Fragmentation Effects He effects of file fragmentation are to increase the time needed to read or write a file. If the next allocation is in the same cylinder, then the delay is the rotational time to reach the sector. If the next allocation is in another cylinder, then the time to move the head assembly to that cylinder must be added to the rotational delay time. Moving the head assembly is the most time consuming operation, taking several milliseconds, depending on how many cylinders are passed. Rotational delay is tens of microseconds to a few milliseconds, depending on rotational speed and how far away the needed sector is. Clearly, if file fragments are scattered about the drive, the time to read or write increases rapidly.

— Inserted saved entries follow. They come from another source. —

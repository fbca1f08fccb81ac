//! Wishlist membership set.

use std::collections::HashSet;

use plainwear_core::ProductId;

/// Set of products the user has marked.
///
/// Toggled membership, never duplicated. The wishlist is independent of
/// checkout: completing or resetting an order leaves it untouched.
#[derive(Debug, Clone, Default)]
pub struct Wishlist {
    ids: HashSet<ProductId>,
}

impl Wishlist {
    /// Create an empty wishlist.
    #[must_use]
    pub fn new() -> Self {
        Self::default()
    }

    /// Add the ID if absent, remove it if present. Returns the new
    /// membership state. Toggling twice restores the original state.
    pub fn toggle(&mut self, product_id: ProductId) -> bool {
        if self.ids.remove(&product_id) {
            tracing::debug!(%product_id, "Removed from wishlist");
            false
        } else {
            tracing::debug!(%product_id, "Added to wishlist");
            self.ids.insert(product_id);
            true
        }
    }

    /// Membership test.
    #[must_use]
    pub fn contains(&self, product_id: &ProductId) -> bool {
        self.ids.contains(product_id)
    }

    /// Number of marked products.
    #[must_use]
    pub fn len(&self) -> usize {
        self.ids.len()
    }

    /// True if nothing is marked.
    #[must_use]
    pub fn is_empty(&self) -> bool {
        self.ids.is_empty()
    }

    /// Iterate over marked product IDs (unordered).
    pub fn iter(&self) -> impl Iterator<Item = &ProductId> {
        self.ids.iter()
    }
}

#[cfg(test)]
#[allow(clippy::unwrap_used)]
mod tests {
    use super::*;

    #[test]
    fn test_toggle_is_involution() {
        let mut wishlist = Wishlist::new();
        let id = ProductId::new("TS-201");

        assert!(wishlist.toggle(id.clone()));
        assert!(wishlist.contains(&id));

        assert!(!wishlist.toggle(id.clone()));
        assert!(!wishlist.contains(&id));
        assert!(wishlist.is_empty());
    }

    #[test]
    fn test_no_duplicates() {
        let mut wishlist = Wishlist::new();
        let id = ProductId::new("HC-101");
        wishlist.toggle(id.clone());
        assert_eq!(wishlist.len(), 1);

        // A second toggle removes rather than duplicating.
        wishlist.toggle(id.clone());
        wishlist.toggle(id);
        assert_eq!(wishlist.len(), 1);
    }
}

Defragmenting Defragmenting is the process that rearranges the file fragments on the disk such that they are contiguous. This does not imply that files are positioned relative to each other or that there are no gaps between files. Defragmenting a file system is a disk intensive and time consuming operation, and great efforts are made to reduce the time taken. Some programs will treat empty space as a file and defragment it after defragmenting the other files, thus coalescing the free space into one large pool. Other programs will leave some empty space between the defragmented files rather than take the time to move them. Some defraggers run silently in the background. Others are standalone and provide lots of statistics.

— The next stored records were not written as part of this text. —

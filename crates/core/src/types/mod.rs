//! Core types for Plainwear.
//!
//! This module provides type-safe wrappers for common domain concepts.

pub mod category;
pub mod email;
pub mod id;
pub mod price;
pub mod product;
pub mod rating;

pub use category::Category;
pub use email::{Email, EmailError};
pub use id::*;
pub use price::{CurrencyCode, Price};
pub use product::Product;
pub use rating::{Rating, RatingError};
//! Simulated payment settlement.
//!
//! The checkout flow depends on a gateway interface rather than a timer,
//! so tests can inject scripted outcomes. Decline and timeout are modeled
//! even though the bundled gateway only ever approves.

use std::time::Duration;

use plainwear_core::{OrderId, Price};

/// What the flow hands the gateway when a payment is submitted.
#[derive(Debug, Clone, PartialEq)]
pub struct SettlementRequest {
    /// Cart total at submission time.
    pub amount: Price,
    /// Last four digits of the card, for receipts. Never the full number.
    pub card_tail: String,
}

/// Result of a settlement attempt.
#[derive(Debug, Clone, PartialEq, Eq)]
pub enum SettlementOutcome {
    /// Payment authorized; the order exists now.
    Approved {
        /// Identifier assigned to the placed order.
        order_id: OrderId,
    },
    /// The processor refused the charge.
    Declined {
        /// Processor-supplied reason.
        reason: String,
    },
    /// The processor did not answer in time.
    TimedOut,
}

/// External payment-authorization step.
///
/// A settlement, once begun, always completes - there is no cancellation.
pub trait SettlementGateway {
    /// Settle the given request, yielding exactly one outcome.
    fn settle(
        &self,
        request: &SettlementRequest,
    ) -> impl Future<Output = SettlementOutcome> + Send;
}

/// Gateway that waits a fixed delay and then approves.
///
/// This is the production stand-in for a real processor: a single-attempt,
/// always-succeeds simulation.
#[derive(Debug, Clone)]
pub struct FixedDelaySettlement {
    delay: Duration,
}

impl FixedDelaySettlement {
    /// Delay used when none is configured, matching the original
    /// storefront's two-second simulation.
    pub const DEFAULT_DELAY: Duration = Duration::from_secs(2);

    /// Create a gateway with the given settlement delay.
    #[must_use]
    pub const fn new(delay: Duration) -> Self {
        Self { delay }
    }
}

impl Default for FixedDelaySettlement {
    fn default() -> Self {
        Self::new(Self::DEFAULT_DELAY)
    }
}

impl SettlementGateway for FixedDelaySettlement {
    async fn settle(&self, request: &SettlementRequest) -> SettlementOutcome {
        tracing::info!(amount = %request.amount, "Settling payment");
        tokio::time::sleep(self.delay).await;

        let order_id = OrderId::generate();
        tracing::info!(%order_id, "Settlement approved");
        SettlementOutcome::Approved { order_id }
    }
}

Summary Most activities write files. Most files will become fragmented at some time. The effects of fragmentation depend on the size of the files, how often they are updated, and the capacity and performance of the drive. The number of fragmented files does not affect the time to read or rewrite unfragmented files. The presence of fragmentation increases the probability of more fragmentation. Fragmentation delays only affect disk operations. They have no effect on other activities.